Discovery of New Objects

Several papers demonstrate the use of VO and data mining tools to discover new astronomical objects.

  • Oreiro, R., et al., A&A 530 A2 (2011): A search for new hot subdwarf stars by means of Virtual Observatory tools --- A VO search produces 38 hot subdwarf stellar candidates. An increased number of detections is important to enable statistical studies to elucidate the still unknown origin of these stars. 26 of 30 were confirmed, indicating the high success rate of this technique. An all-sky search is planned.

  • Zolotukhin I.Y. & Chilingarian I.V., A&A 526 A84 (2011): Virtual Observatory based identification of AX J194939+2631 as a new cataclysmic variable --- VO tools enable the discovery of a new cataclysmic variable star, its nature confirmed by multiwavelength data, and spectroscopic followup.

  • Jiménez-Esteban F.M., Caballero J.A. & Solano E., A&A 525 A29 (2011): Identification of blue high proper motion objects in the Tycho-2 and 2MASS catalogues using Virtual Observatory tools --- 'Cross-matching the all-sky Tycho-2 and 2MASS catalogues, and assembling multi-wavelength photometry, using the VO tools Aladin and VOSA, respectively, results in the discovery of 5 new blue high proper motion objects, one of which is confirmed as a hot subdwarf star using the far-UV FUSE satellite.'

  • Chilingarian I.V. & Bergond G., MNRAS 405 L11 (2010): SDSSJ150634.27+013331.6: the second compact elliptical galaxy in the NGC5846 group --- VO workflows enabled the discovery of the fifth compact elliptical for which resolved stellar populations and stellar kinematics can be obtained.

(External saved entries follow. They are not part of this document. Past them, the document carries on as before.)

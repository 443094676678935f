// SPDX-FileCopyrightText: 2026 Moodline Contributors
// SPDX-License-Identifier: MIT OR Apache-2.0

//! Recovers a JSON value from model output that may not be clean JSON.
//!
//! Strategies run in order and the first successful parse wins:
//!
//! 1. the whole text,
//! 2. the body of a fenced code block (optional `json` tag),
//! 3. the span from the first `{` to the last `}`,
//! 4. that span (or the whole text) with trailing commas removed,
//! 5. the same input after full repair: trailing commas removed, bare keys
//!    quoted, bare non-numeric scalars quoted.
//!
//! Repairs only touch text outside string literals.

use std::sync::LazyLock;

use moodline_core::error::MoodlineError;
use regex::Regex;
use serde_json::Value;
use tracing::debug;

/// Characters of the raw text kept in a [`MoodlineError::MalformedResponse`].
const EXCERPT_CHARS: usize = 120;

static CODE_FENCE: LazyLock<Regex> = LazyLock::new(|| {
    Regex::new(r"```(?:json)?\s*([\s\S]*?)\s*```").expect("valid regex")
});

/// Parses `text` with the recovery ladder described in the module docs.
pub fn extract_json(text: &str) -> Result<Value, MoodlineError> {
    if let Ok(value) = serde_json::from_str(text) {
        return Ok(value);
    }

    if let Some(body) = CODE_FENCE.captures(text).and_then(|c| c.get(1))
        && let Ok(value) = serde_json::from_str(body.as_str().trim())
    {
        debug!("recovered JSON from code fence");
        return Ok(value);
    }

    let span = object_span(text);
    if let Some(span) = span
        && let Ok(value) = serde_json::from_str(span)
    {
        debug!("recovered JSON from brace span");
        return Ok(value);
    }

    let candidate = span.unwrap_or(text);
    if let Ok(value) = serde_json::from_str(&strip_trailing_commas(candidate)) {
        debug!("recovered JSON after removing trailing commas");
        return Ok(value);
    }

    match serde_json::from_str(&repair(candidate)) {
        Ok(value) => {
            debug!("recovered JSON after repair");
            Ok(value)
        }
        Err(_) => Err(MoodlineError::MalformedResponse {
            excerpt: text.chars().take(EXCERPT_CHARS).collect(),
        }),
    }
}

/// The slice from the first `{` through the last `}`.
fn object_span(text: &str) -> Option<&str> {
    let start = text.find('{')?;
    let end = text.rfind('}')?;
    (end > start).then(|| &text[start..=end])
}

/// Drops every comma that directly precedes `}` or `]`.
pub fn strip_trailing_commas(text: &str) -> String {
    Repairer::new(text, false).run()
}

/// Drops trailing commas and quotes bare keys and bare non-numeric scalars.
pub fn repair(text: &str) -> String {
    Repairer::new(text, true).run()
}

/// What the scanner expects next outside a string literal.
#[derive(Debug, Clone, Copy, PartialEq, Eq)]
enum Slot {
    Key,
    Value,
    Other,
}

/// Single pass over the text that copies string literals verbatim.
struct Repairer {
    chars: Vec<char>,
    quote_bare: bool,
    out: String,
}

impl Repairer {
    fn new(text: &str, quote_bare: bool) -> Self {
        Self {
            chars: text.chars().collect(),
            quote_bare,
            out: String::with_capacity(text.len() + 16),
        }
    }

    fn run(mut self) -> String {
        let mut slot = Slot::Other;
        let mut i = 0;
        while i < self.chars.len() {
            let c = self.chars[i];
            match c {
                '"' => {
                    let end = self.string_end(i);
                    self.out.extend(&self.chars[i..end]);
                    i = end;
                    slot = Slot::Other;
                    continue;
                }
                ',' => {
                    if matches!(self.next_significant(i + 1), Some('}' | ']')) {
                        i += 1;
                        continue;
                    }
                    self.out.push(c);
                    slot = Slot::Key;
                }
                '{' => {
                    self.out.push(c);
                    slot = Slot::Key;
                }
                ':' => {
                    self.out.push(c);
                    slot = Slot::Value;
                }
                c if c.is_whitespace() => self.out.push(c),
                c if self.quote_bare && slot == Slot::Key && is_ident_start(c) => {
                    i = self.bare_key(i);
                    slot = Slot::Other;
                    continue;
                }
                c if self.quote_bare && slot == Slot::Value && !matches!(c, '[' | '{' | '}' | ']') => {
                    i = self.bare_value(i);
                    slot = Slot::Other;
                    continue;
                }
                _ => {
                    self.out.push(c);
                    slot = Slot::Other;
                }
            }
            i += 1;
        }
        self.out
    }

    /// Index just past the string literal opening at `start`.
    fn string_end(&self, start: usize) -> usize {
        let mut i = start + 1;
        while i < self.chars.len() {
            match self.chars[i] {
                '\\' => i += 2,
                '"' => return i + 1,
                _ => i += 1,
            }
        }
        self.chars.len()
    }

    fn next_significant(&self, from: usize) -> Option<char> {
        self.chars[from.min(self.chars.len())..]
            .iter()
            .copied()
            .find(|c| !c.is_whitespace())
    }

    /// Copies an identifier, quoted when a `:` follows it.
    fn bare_key(&mut self, start: usize) -> usize {
        let mut end = start;
        while end < self.chars.len() && (self.chars[end].is_alphanumeric() || self.chars[end] == '_') {
            end += 1;
        }
        let ident: String = self.chars[start..end].iter().collect();
        if self.next_significant(end) == Some(':') {
            self.out.push('"');
            self.out.push_str(&ident);
            self.out.push('"');
        } else {
            self.out.push_str(&ident);
        }
        end
    }

    /// Copies a scalar up to the next `,`, `}`, `]` or newline, quoting it
    /// unless it is a number or a JSON literal.
    fn bare_value(&mut self, start: usize) -> usize {
        let mut end = start;
        while end < self.chars.len() && !matches!(self.chars[end], ',' | '}' | ']' | '\n') {
            end += 1;
        }
        let raw: String = self.chars[start..end].iter().collect();
        let value = raw.trim_end();
        if is_json_literal(value) {
            self.out.push_str(value);
        } else {
            self.out.push_str(&Value::String(value.to_string()).to_string());
        }
        self.out.push_str(&raw[value.len()..]);
        end
    }
}

fn is_ident_start(c: char) -> bool {
    c.is_alphabetic() || c == '_'
}

fn is_json_literal(value: &str) -> bool {
    matches!(value, "true" | "false" | "null")
        || serde_json::from_str::<serde_json::Number>(value).is_ok()
}

#[cfg(test)]
mod tests {
    use super::*;
    use serde_json::json;

    fn score_of(text: &str) -> f64 {
        extract_json(text).unwrap()["score"].as_f64().unwrap()
    }

    #[test]
    fn parses_clean_json() {
        assert_eq!(score_of(r#"{"score":0.5}"#), 0.5);
    }

    #[test]
    fn parses_fenced_json() {
        assert_eq!(score_of("```json\n{\"score\":0.5}\n```"), 0.5);
        assert_eq!(score_of("Here you go:\n```\n{\"score\":0.5}\n```\nThanks"), 0.5);
    }

    #[test]
    fn parses_brace_span_inside_prose() {
        assert_eq!(score_of(r#"Some preamble {"score":0.5} trailing"#), 0.5);
    }

    #[test]
    fn repairs_trailing_comma() {
        assert_eq!(extract_json(r#"{"score":0.5,}"#).unwrap(), json!({"score": 0.5}));
        assert_eq!(
            extract_json(r#"{"themes":["work","family",],}"#).unwrap(),
            json!({"themes": ["work", "family"]})
        );
    }

    #[test]
    fn trailing_comma_removal_leaves_string_contents_alone() {
        let value =
            extract_json(r#"{"score": -0.5, "analysis": "Tone, overall: negative",}"#).unwrap();
        assert_eq!(value, json!({"score": -0.5, "analysis": "Tone, overall: negative"}));
    }

    #[test]
    fn full_repair_does_not_rewrite_inside_strings() {
        let value =
            extract_json(r#"{score: 0.2, "analysis": "Mixed, mostly: calm, [ok]", tone: mild,}"#)
                .unwrap();
        assert_eq!(
            value,
            json!({"score": 0.2, "analysis": "Mixed, mostly: calm, [ok]", "tone": "mild"})
        );
    }

    #[test]
    fn strip_trailing_commas_skips_escaped_quotes() {
        let stripped = strip_trailing_commas(r#"{"a": "say \"hi,\" ]", }"#);
        assert_eq!(stripped, r#"{"a": "say \"hi,\" ]" }"#);
    }

    #[test]
    fn repairs_bare_keys_and_scalars() {
        let value = extract_json("{score: -0.4, source: generative, analysis: feeling low,}").unwrap();
        assert_eq!(
            value,
            json!({"score": -0.4, "source": "generative", "analysis": "feeling low"})
        );
    }

    #[test]
    fn repair_keeps_numbers_and_literals_unquoted() {
        let value = extract_json(
            "Result: {\"urgency\": 0.2, \"crisis\": false, \"note\": null, \"mood\": calm\n}",
        )
        .unwrap();
        assert_eq!(value["urgency"], json!(0.2));
        assert_eq!(value["crisis"], json!(false));
        assert_eq!(value["note"], Value::Null);
        assert_eq!(value["mood"], json!("calm"));
    }

    #[test]
    fn nested_objects_survive_repair() {
        let value =
            extract_json("{score: 0.1, features: {urgency: 0.3, themes: [\"work\"],},}").unwrap();
        assert_eq!(value["features"]["urgency"], json!(0.3));
        assert_eq!(value["features"]["themes"], json!(["work"]));
    }

    #[test]
    fn unrecoverable_text_is_malformed() {
        let err = extract_json("I'm sorry, I can't help with that.").unwrap_err();
        match err {
            MoodlineError::MalformedResponse { excerpt } => {
                assert!(excerpt.starts_with("I'm sorry"));
            }
            other => panic!("expected MalformedResponse, got {other:?}"),
        }
    }

    #[test]
    fn excerpt_is_truncated() {
        let long = "x".repeat(1000);
        let Err(MoodlineError::MalformedResponse { excerpt }) = extract_json(&long) else {
            panic!("expected MalformedResponse");
        };
        assert_eq!(excerpt.len(), EXCERPT_CHARS);
    }
}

  • Eatough R.P., et al., A&A 407 2443 (2009): Selection of radio pulsar candidates using artificial neural networks --- The use of automated selection, replacing selection of candidates by human experts that is impractical due to the large amount of data, results in the discovery of a previously unidentified pulsar.

  • Chilingarian I.V. & Mamon G.A., MNRAS 385 83 (2008): SDSSJ124155.33+114003.7 -- a Missing Link Between Compact Elliptical and Ultracompact Dwarf Galaxies --- The object lies in between the compact elliptical and ultracompact dwarf sequences, and a description is enabled using VO tools, which suggests tidal stripping.

  • Padovani P, et al., A&A 424 545 (2004): Discovery of optically faint obscured quasars with Virtual Observatory tools --- Use of VO tools combining X-ray and optical data more than triples the number of optically obscured quasars discovered in the GOODS fields from 9 to 31, and suggests the surface density of such quasars on the sky has been underestimated.

Improved processing

Many techniques make improvements in the quality of processing or the time needed to achieve useful results, with often broad potential applicability to many different studies. This applicability is algorithmic, rather than simply the creation of new software (which is beyond the scope of this section).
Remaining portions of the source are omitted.